Ten Donetsk Stereotypes

The Ukrainian Week went on a myth-busting trip to Donetsk. We debunked seven common myths, but found another three were true
You can live your entire life next to a city and never go there if you don't really have a reason. I'm from Dnipropetrovsk, and it took me quite a while to make my first trip to Donetsk. As I began my first walk in the city, I contemplated its perceived image and set out to either find supporting evidence or dispel common stereotypes about it.
 
Myth 1. Donetsk is unattractive to tourists
 
Before going to Donetsk you need to refocus your tourist glasses and literally learn to see the special character and beauty of this city. Industrial tourism buffs will not be disappointed. Approaches to the city feature sprawling metallurgical giants, lengthy rows of chimerical constructions pinned to the sky by a forest of smokestacks. Scattered bursts of flame over these industrial monsters make them look like fire-breathing dragons. In a while these man-made giants will definitely become industrial tourism attractions. If they stand for a couple more decades, UNESCO may take these remarkable specimens of industrialization under its protection like they did for metallurgy plants in Germany’s Ruhr Region.
 
Riding a tram around the city, I can see the glowing Donbas Arena stadium emerging against the background of the city's pit refuse heaps. Surrounded by grass lawns, the arena is has become a pearl in the cityscape and the hottest place to go in Donetsk. Glamorous local girls spend hours on end in its fitness centers and cafés.

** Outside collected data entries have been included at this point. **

//! logseq-index build - Rebuild the store from the Logseq API

use clap::Args;
use tracing::info;

use crate::app::AppContext;
use crate::error::Result;
use crate::indexer::{self, BuildReport};
use crate::source::{LogseqApi, PageSource};

#[derive(Args, Debug)]
pub struct BuildArgs {}

pub fn run(ctx: &AppContext, _args: &BuildArgs) -> Result<()> {
    let token = ctx.config.require_token()?;
    let api = LogseqApi::from_config(&ctx.config.source, token)?;
    build_from(ctx, &api)?;
    Ok(())
}

/// Fetch a snapshot from `source`, then replace the store with it.
///
/// The snapshot is fetched before the old store is removed, so a failed
/// fetch leaves the previous store intact.
pub fn build_from(ctx: &AppContext, source: &dyn PageSource) -> Result<BuildReport> {
    let pages = source.fetch_pages()?;
    let mut store = ctx.reset_store()?;
    let report = indexer::index(&mut store, &pages)?;
    info!(
        pages = report.pages,
        tags = report.tags,
        path = %ctx.store_options.path.display(),
        "build complete"
    );
    Ok(report)
}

Guests also often come here to take advantage of several thematic soccer-related tours. I buy fridge magnets for all my friends with Dmitri Mendeleev’s words: “Donetsk. Opportunity proved by action.”
 
2. Donetsk is gray and dirty
 
Apart from its multitude of heavy industry complexes, Donetsk has many public gardens, grounds carefully planted with greenery, fountains, and a forged-metal figure park. The Donetsk Botanical Garden occupies over 250 hectares. In Soviet times, Donetsk was called the city of a million roses. You may think that this is just a metaphor, but no — municipal authorities have reported, for two years now, great progress in “rosifying” Donetsk on the way to regaining this status. The rose is the city's symbol and the flowers feature heavily in the park of forged-metal figures.
 
3. Donetsk lacks comfort.
 
Apart from pit refuse heaps, there are bodies of water within city limits: the large Kalmius River, four small rivers, numerous ponds, and six water preserves of which one has the lofty name Donetsk Sea. I go along the bridge over the First City Pond with pale-green pavilions along its banks and head for Oleksandr Shcherbakov Central Park. From this bank I can see remote parts of the city, TV towers, and the quaint roof of the circus that looks like a mammoth cycle track. Standing on the bridge, local anglers catch small fish to sell on the spot at UAH 5 a bag.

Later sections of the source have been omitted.